Look for Different Angles

When people go on a trip and see an ornate mansion, they first snap a picture of it head-on.   As a result, there are thousands of the same head-on pictures of that ornate mansion.  This is boring.

Artists create interest by looking for different angles.

Writers create interest by describing unexpected details.  A white building is not interesting.  But the chips in the pillars might be.

This does not mean you cannot start with that same head-on shot of that mansion.  Sometimes you need to write down the plain facts.  Just don't stop there.

Be In the Moment

First, be aware of the moment you're in.  Second, try and write it down as soon as you can.

If you are not aware or only half-aware of where you are and what you are doing, nothing will go into your head and what little is in your eye flies out as soon as you see something new.

Pause.  Focus.  Memorize.

If you need to, make a mental checklist of what you see, hear, smell, taste, and feel, both physically and emotionally.

Taking pictures, making recordings, and writing notes can either enhance the experience or detract from it.  Do not be so busy flying from photo opportunity to photo opportunity that you forget to see what you're taking pictures of.

Better you observe 5 things well than 50 things poorly.

After observing, make space to jot down your experiences.  Do it sooner rather than later.

I find I can remember things for about 2 days without memory aids (pictures, recordings, pamphlets) or 2 weeks without them.  Afterwards, events start to get blurry.

Details First, Narrative Later

Write down everything.

Don't try to sound pretty.  You'll move your focus to your writing and lose whatever it is you're trying to describe.

If you can write down everything and consistently write well at the same time, congratulations.  But this happens rarely.  If you must chose between details and proper syntax, chose details.

Stream of consciousness can be your friend.

Write quick and thoroughly, but also make sure you can read your own writing.  If it's nonsense to the world, you're on the right track.  If it's nonsense to you, you're in trouble.

Re-read your notes soon after you write them.

Re-write your notes, this time focusing on clarity, narrative structure, and logic.  What that means is that if you were to send your description to your mother, she would know what you're talking about.  Form complete sentences.


Pick the Quirkiest Details

Most of the description is superfluous.

Superfluous description weighs down the whole narrative.

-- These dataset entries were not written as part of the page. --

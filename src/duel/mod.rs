//! Buzzer-style quiz duel core.
//!
//! Pure decision logic: settings and a snapshot go in, a new snapshot with
//! pending events comes out. Nothing in this module performs I/O or reads
//! the clock; callers pass the current instant explicitly.

mod action;
mod clock;
mod contracts;
mod engine;
mod events;
mod invariants;
mod phase;
mod scores;
mod settings;
mod state;
mod types;

#[cfg(test)]
mod test_support;

pub use action::{Action, TimedAction, TransitionError};
pub use clock::{Clock, ManualClock, SystemClock};
pub use contracts::{ActionContract, Contract};
pub use engine::{
    answer, apply, capture_question, create_initial_state, replay, select_first_player,
    select_question, tick,
};
pub use events::{EventRecord, GameEvent, TimeoutWindow, extract_events};
pub use invariants::{DuelInvariants, Invariant, InvariantSet, InvariantViolation, SessionView};
pub use phase::Phase;
pub use scores::{ScoreDelta, project_scores};
pub use settings::{
    DEFAULT_ANSWER_TIME_LIMIT, DEFAULT_CAPTURE_TIME_LIMIT, Settings, SettingsError, TimeLimits,
};
pub use state::SessionState;
pub use types::{PlayerId, Question, QuestionId, Round, RoundId};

Choose only the details you vitally need or you find quirky and interesting.  Something unexpected.  Something which cannot be discerned from a photograph.  Something that ties to your voice or your feelings.

Get rid of all the rest.

EXERCISES

Please note: In all of the exercises, seek out the novel, not something you're familiar with.  There's less chance of ennui and you will usually get an emotional boost of coming into something new.  You want something that will spark your enthusiasm.

No Cameras Allowed

You go to a museum and discover that the beautiful art inspires you.  Unfortunately, no photography is allowed.  You want to capture the beauty of these pieces, but all you have is a pen and paper.

Instructions

Walk around the exhibition, taking in the art.  Find 3-5 exhibits that sparks thought or emotion, pieces you keep coming back to.  Study them again.  Really take in all the details.  Form a picture in your head, then write it in your notebook.

In theory, you have as much time as you need.  In reality, other museum-goers will want to look at the piece, too, so you may have to be quick.  Go back as many times as you need to.

After the museum, go back to your notes.  Can you still form that picture in your head?  Organize your notes so that others can see that same image.  Try to tell a story about it, to make others want to read it.

You can post it on your blog later, if you want.

Purpose

Details.  You are expanding your observant eye.

Alternatives

If museums bore you, chose any place where you can sit down and observe for a period of time without embarrassment.  A garden is fine. So's a car show.  Whatever gets you going.

The New Restaurant

It's new to you.  Not only have you never been to this restaurant before, they're serving food you're unfamiliar with.  Maybe it's a little upscale.  Maybe it's a little ethnic.  At any rate, you promised your pen pal you'd tell her everything.

Instructions

Go inside.  Notice the layout of the restaurant, the music, the chatter.   Sit down.  Is your seat comfortable?  Order.  Take in the sights and the smells of the food.  Are you getting hungry?  Or is your stomach roiling for a different reason?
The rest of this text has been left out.